晴天の霹靂

びっくりしました

隠れ朝顔の花

今年のベランダ園芸は、去年育てた朝顔の種をより分けて保存しておいたものを、プランターに撒いたおいたのだ。それだけなら良かったのだろうが、そのプランターには、面白がって野菜や果物から集めて乾燥させた、もはやどれがなんだかわからない種も色々適当に撒いてある。

 

「どれか出てくれば面白いだろう」

という、実に雑な発想でそのようなことに相成ったわけだが、結果、やたら丈夫そうで背ばかり伸びる面白みのまったくない謎の草が三本ほどが、プランターを占領してしまった。

まったく正体はわからないながらも、いずれ花が咲くなり実がつくなりすればなんだかわかる日もくるかもしれないと、念のためせっせと水やりをした。

暑い暑い夏が来て、人間はぐったりしてるのに謎の草はますます頑丈そうに空をめがけてまっすぐ伸びていく。

いまや、どこからどうみても立派にただの雑草なのだが、こんなに暑い中乾きの中に放置するわけにもいかずやっぱり水はやり続けた。

9月が来て、とりあえず少ししのぎやすくなってきたある朝、いつもの水やりに出て私は愕然とする。

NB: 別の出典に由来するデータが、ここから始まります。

mod common;

use rust_decimal_macros::dec;
use sea_orm::{ActiveModelTrait, ColumnTrait, EntityTrait, QueryFilter, Set};
use std::time::Duration;

use supplier_api::{
    dto::{CreateSupplierCategoryRequest, CreateSupplierRequest, UpdateSupplierRequest},
    entities::{
        supplier::SupplierStatus,
        supplier_address::{self, AddressType},
        supplier_contact,
        supplier_document::{self, DocumentType},
        supplier_rating,
    },
    services::{suppliers::SupplierListQuery, SupplierCategoryService, SupplierService},
};

fn supplier_request(name: &str) -> CreateSupplierRequest {
    CreateSupplierRequest {
        name: name.to_string(),
        registration_number: None,
        tax_id: None,
        website: None,
        description: None,
        status: None,
        category_id: None,
        country_id: None,
        currency_id: None,
        lead_time_days: None,
        minimum_order_amount: None,
        payment_terms: None,
        credit_limit: None,
        quality_rating: None,
        delivery_rating: None,
        service_rating: None,
    }
}

fn list_query(page: u64, page_size: u64) -> SupplierListQuery {
    SupplierListQuery {
        page,
        page_size,
        search: None,
        status: None,
        category_id: None,
    }
}

#[tokio::test]
async fn create_defaults_status_to_pending_with_equal_audit_stamps() {
    let db = common::setup_db().await;
    let service = SupplierService::new(db);

    let supplier = service.create_supplier(supplier_request("Acme")).await.unwrap();

    assert_eq!(supplier.status, SupplierStatus::Pending);
    assert_eq!(supplier.created_at, supplier.updated_at);
    assert!(supplier.quality_rating.is_none());
}

#[tokio::test]
async fn get_missing_supplier_returns_none() {
    let db = common::setup_db().await;
    let service = SupplierService::new(db);

    assert!(service.get_supplier(404).await.unwrap().is_none());
    assert!(!service.supplier_exists(404).await.unwrap());
}

#[tokio::test]
async fn pagination_splits_25_rows_into_20_and_5() {
    let db = common::setup_db().await;
    let service = SupplierService::new(db);

    for i in 0..25 {
        service
            .create_supplier(supplier_request(&format!("Supplier {:02}", i)))
            .await
            .unwrap();
    }

    let (page1, total) = service.get_suppliers(list_query(1, 20)).await.unwrap();
    assert_eq!(total, 25);
    assert_eq!(page1.len(), 20);

    let (page2, total) = service.get_suppliers(list_query(2, 20)).await.unwrap();
    assert_eq!(total, 25);
    assert_eq!(page2.len(), 5);

    // Name ordering carries across pages
    assert_eq!(page1[0].name, "Supplier 00");
    assert_eq!(page2[0].name, "Supplier 20");
}

#[tokio::test]
async fn search_matches_name_description_and_website() {
    let db = common::setup_db().await;
    let service = SupplierService::new(db);

    let mut by_name = supplier_request("Zephyr Metals");
    by_name.description = Some("sheet steel".to_string());
    service.create_supplier(by_name).await.unwrap();

    let mut by_description = supplier_request("Plain Supplier");
    by_description.description = Some("zephyr-grade alloys".to_string());
    service.create_supplier(by_description).await.unwrap();

    let mut by_website = supplier_request("Third Supplier");
    by_website.website = Some("https://zephyr.example.com".to_string());
    service.create_supplier(by_website).await.unwrap();

    service.create_supplier(supplier_request("Unrelated")).await.unwrap();

    let mut query = list_query(1, 20);
    query.search = Some("zephyr".to_string());
    let (rows, total) = service.get_suppliers(query).await.unwrap();

    assert_eq!(total, 3);
    assert_eq!(rows.len(), 3);
    assert!(rows.iter().all(|s| s.name != "Unrelated"));
}

#[tokio::test]
async fn status_and_category_filters_are_exact() {
    let db = common::setup_db().await;
    let categories = SupplierCategoryService::new(db.clone());
    let service = SupplierService::new(db);

    let category = categories
        .create_category(CreateSupplierCategoryRequest {
            name: "Machining".to_string(),
            description: None,
            is_active: None,
        })
        .await
        .unwrap();

    let mut active = supplier_request("Active One");
    active.status = Some(SupplierStatus::Active);
    active.category_id = Some(category.id);
    service.create_supplier(active).await.unwrap();

    let mut pending = supplier_request("Pending One");
    pending.category_id = Some(category.id);
    service.create_supplier(pending).await.unwrap();

    service.create_supplier(supplier_request("Uncategorized")).await.unwrap();

    let mut by_status = list_query(1, 20);
    by_status.status = Some(SupplierStatus::Active);
    let (rows, total) = service.get_suppliers(by_status).await.unwrap();
    assert_eq!(total, 1);
    assert_eq!(rows[0].name, "Active One");

    let mut by_category = list_query(1, 20);
    by_category.category_id = Some(category.id);
    let (rows, total) = service.get_suppliers(by_category).await.unwrap();
    assert_eq!(total, 2);
    assert!(rows.iter().all(|s| s.category_name.as_deref() == Some("Machining")));
}

#[tokio::test]
async fn update_replaces_scalars_and_advances_updated_at() {
    let db = common::setup_db().await;
    let service = SupplierService::new(db);

    let created = service.create_supplier(supplier_request("Old Name")).await.unwrap();

    tokio::time::sleep(Duration::from_millis(20)).await;

    let updated = service
        .update_supplier(
            created.id,
            UpdateSupplierRequest {
                name: "New Name".to_string(),
                registration_number: Some("REG-1".to_string()),
                tax_id: None,
                website: None,
                description: None,
                status: SupplierStatus::Active,
                category_id: None,
                country_id: None,
                currency_id: None,
                lead_time_days: Some(14),
                minimum_order_amount: Some(dec!(1000.00)),
                payment_terms: Some("NET30".to_string()),
                credit_limit: None,
                quality_rating: None,
                delivery_rating: None,
                service_rating: None,
            },
        )
        .await
        .unwrap()
        .expect("supplier should exist");

    assert_eq!(updated.name, "New Name");
    assert_eq!(updated.status, SupplierStatus::Active);
    assert_eq!(updated.minimum_order_amount, Some(dec!(1000.00)));
    assert_eq!(updated.created_at, created.created_at);
    assert!(updated.updated_at > updated.created_at);
}

#[tokio::test]
async fn money_columns_round_trip_amounts() {
    let db = common::setup_db().await;
    let service = SupplierService::new(db);

    let mut request = supplier_request("Big Spender");
    request.minimum_order_amount = Some(dec!(125000.50));
    request.credit_limit = Some(dec!(98000000.00));
    let created = service.create_supplier(request).await.unwrap();

    assert_eq!(created.minimum_order_amount, Some(dec!(125000.50)));
    assert_eq!(created.credit_limit, Some(dec!(98000000.00)));
}

#[tokio::test]
async fn performance_ratings_follow_create_and_update_payloads() {
    let db = common::setup_db().await;
    let service = SupplierService::new(db);

    let mut request = supplier_request("Rated Co");
    request.quality_rating = Some(dec!(4.50));
    request.delivery_rating = Some(dec!(3.80));
    let created = service.create_supplier(request).await.unwrap();

    assert_eq!(created.quality_rating, Some(dec!(4.50)));
    assert_eq!(created.delivery_rating, Some(dec!(3.80)));
    assert!(created.service_rating.is_none());

    let updated = service
        .update_supplier(
            created.id,
            UpdateSupplierRequest {
                name: "Rated Co".to_string(),
                registration_number: None,
                tax_id: None,
                website: None,
                description: None,
                status: SupplierStatus::Active,
                category_id: None,
                country_id: None,
                currency_id: None,
                lead_time_days: None,
                minimum_order_amount: None,
                payment_terms: None,
                credit_limit: None,
                quality_rating: Some(dec!(3.25)),
                delivery_rating: None,
                service_rating: Some(dec!(4.00)),
            },
        )
        .await
        .unwrap()
        .expect("supplier should exist");

    assert_eq!(updated.quality_rating, Some(dec!(3.25)));
    // Full replace: a rating omitted from the payload is cleared
    assert_eq!(updated.delivery_rating, None);
    assert_eq!(updated.service_rating, Some(dec!(4.00)));
}

async fn seed_graph(db: &std::sync::Arc<sea_orm::DatabaseConnection>, supplier_id: i32) {
    supplier_contact::ActiveModel {
        supplier_id: Set(supplier_id),
        first_name: Set("Ada".to_string()),
        last_name: Set("Nguyen".to_string()),
        email: Set("ada@example.com".to_string()),
        role: Set(supplier_contact::ContactRole::Procurement),
        is_primary: Set(true),
        is_active: Set(true),
        ..Default::default()
    }
    .insert(&**db)
    .await
    .unwrap();

    supplier_contact::ActiveModel {
        supplier_id: Set(supplier_id),
        first_name: Set("Ben".to_string()),
        last_name: Set("Okafor".to_string()),
        email: Set("ben@example.com".to_string()),
        role: Set(supplier_contact::ContactRole::Primary),
        is_active: Set(false),
        ..Default::default()
    }
    .insert(&**db)
    .await
    .unwrap();

    supplier_address::ActiveModel {
        supplier_id: Set(supplier_id),
        r#type: Set(AddressType::Headquarters),
        address_line1: Set("1 Main St".to_string()),
        city: Set("Springfield".to_string()),
        is_active: Set(true),
        ..Default::default()
    }
    .insert(&**db)
    .await
    .unwrap();

    supplier_document::ActiveModel {
        supplier_id: Set(supplier_id),
        title: Set("Master agreement".to_string()),
        r#type: Set(DocumentType::Contract),
        is_active: Set(true),
        ..Default::default()
    }
    .insert(&**db)
    .await
    .unwrap();

    supplier_document::ActiveModel {
        supplier_id: Set(supplier_id),
        title: Set("Expired cert".to_string()),
        r#type: Set(DocumentType::Certificate),
        is_active: Set(false),
        ..Default::default()
    }
    .insert(&**db)
    .await
    .unwrap();

    supplier_rating::ActiveModel {
        supplier_id: Set(supplier_id),
        rating_period: Set("2025-Q2".to_string()),
        rating_date: Set(chrono::Utc::now()),
        quality_rating: Set(dec!(4.50)),
        delivery_rating: Set(dec!(4.00)),
        service_rating: Set(dec!(3.75)),
        pricing_rating: Set(dec!(4.25)),
        communication_rating: Set(dec!(5.00)),
        overall_rating: Set(dec!(4.30)),
        ..Default::default()
    }
    .insert(&**db)
    .await
    .unwrap();
}

#[tokio::test]
async fn detail_loads_graph_with_active_children_and_all_ratings() {
    let db = common::setup_db().await;
    let categories = SupplierCategoryService::new(db.clone());
    let service = SupplierService::new(db.clone());

    let category = categories
        .create_category(CreateSupplierCategoryRequest {
            name: "Fasteners".to_string(),
            description: None,
            is_active: None,
        })
        .await
        .unwrap();

    let mut request = supplier_request("Bolt Works");
    request.category_id = Some(category.id);
    let supplier = service.create_supplier(request).await.unwrap();

    seed_graph(&db, supplier.id).await;

    let detail = service.get_supplier(supplier.id).await.unwrap().unwrap();

    assert_eq!(detail.category.as_ref().map(|c| c.name.as_str()), Some("Fasteners"));
    assert_eq!(detail.supplier.category_name.as_deref(), Some("Fasteners"));

    // Inactive contact and document are filtered out
    assert_eq!(detail.contacts.len(), 1);
    assert_eq!(detail.contacts[0].first_name, "Ada");
    assert_eq!(detail.addresses.len(), 1);
    assert_eq!(detail.documents.len(), 1);
    assert_eq!(detail.documents[0].title, "Master agreement");

    // Ratings come back regardless of any flag
    assert_eq!(detail.ratings.len(), 1);
    assert_eq!(detail.ratings[0].overall_rating, dec!(4.30));
}

#[tokio::test]
async fn hard_delete_cascades_to_children() {
    let db = common::setup_db().await;
    let service = SupplierService::new(db.clone());

    let supplier = service.create_supplier(supplier_request("Doomed")).await.unwrap();
    seed_graph(&db, supplier.id).await;

    assert!(service.delete_supplier(supplier.id).await.unwrap());
    assert!(service.get_supplier(supplier.id).await.unwrap().is_none());

    let orphan_contacts = supplier_contact::Entity::find()
        .filter(supplier_contact::Column::SupplierId.eq(supplier.id))
        .all(&*db)
        .await
        .unwrap();
    assert!(orphan_contacts.is_empty());

    let orphan_addresses = supplier_address::Entity::find()
        .filter(supplier_address::Column::SupplierId.eq(supplier.id))
        .all(&*db)
        .await
        .unwrap();
    assert!(orphan_addresses.is_empty());

    let orphan_documents = supplier_document::Entity::find()
        .filter(supplier_document::Column::SupplierId.eq(supplier.id))
        .all(&*db)
        .await
        .unwrap();
    assert!(orphan_documents.is_empty());

    let orphan_ratings = supplier_rating::Entity::find()
        .filter(supplier_rating::Column::SupplierId.eq(supplier.id))
        .all(&*db)
        .await
        .unwrap();
    assert!(orphan_ratings.is_empty());
}

#[tokio::test]
async fn delete_missing_supplier_returns_false() {
    let db = common::setup_db().await;
    let service = SupplierService::new(db);

    assert!(!service.delete_supplier(31337).await.unwrap());
}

でかいばかりの謎の雑草に、忽然と朝顔の花が咲いているではないか。

「え、お前、朝顔だったの?」

と一瞬は思ったものだが、いくらなんでも去年の朝顔と何から何まで姿かたちが違いすぎる。

 

よくよく観察すると、小さな小さな朝顔の株が、雑草にすがりついて糸のようなツルをぐんぐんと伸ばし、目に見えないほどほっそりした姿のまま雑草の途中でいきなり花を咲かせたのである。

毎日水をやっていて見過ごすほどの細いツルである。

いったいどこにこの雑草をよじ登る体力と、花を咲かせる栄養があったのだろう。

朝顔というのは、育てると毎年毎年なにかしら驚かされるものだけど、今年の朝顔もずいぶんな偉業を成し遂げた。

年に一輪でもいいから、やはり夏は朝顔の花を見られると嬉しいものだな。

そしてまるきり木偶の坊に見えた雑草も、実にいい仕事をした。

 

今年はまだまだ暑いから、なんならシーズン中にあと2,3輪咲かせてくれてもやぶさかではないよ。

などとちょっとした欲を出しつつ、はじめてきちんと認識した朝顔に向かって水をやる。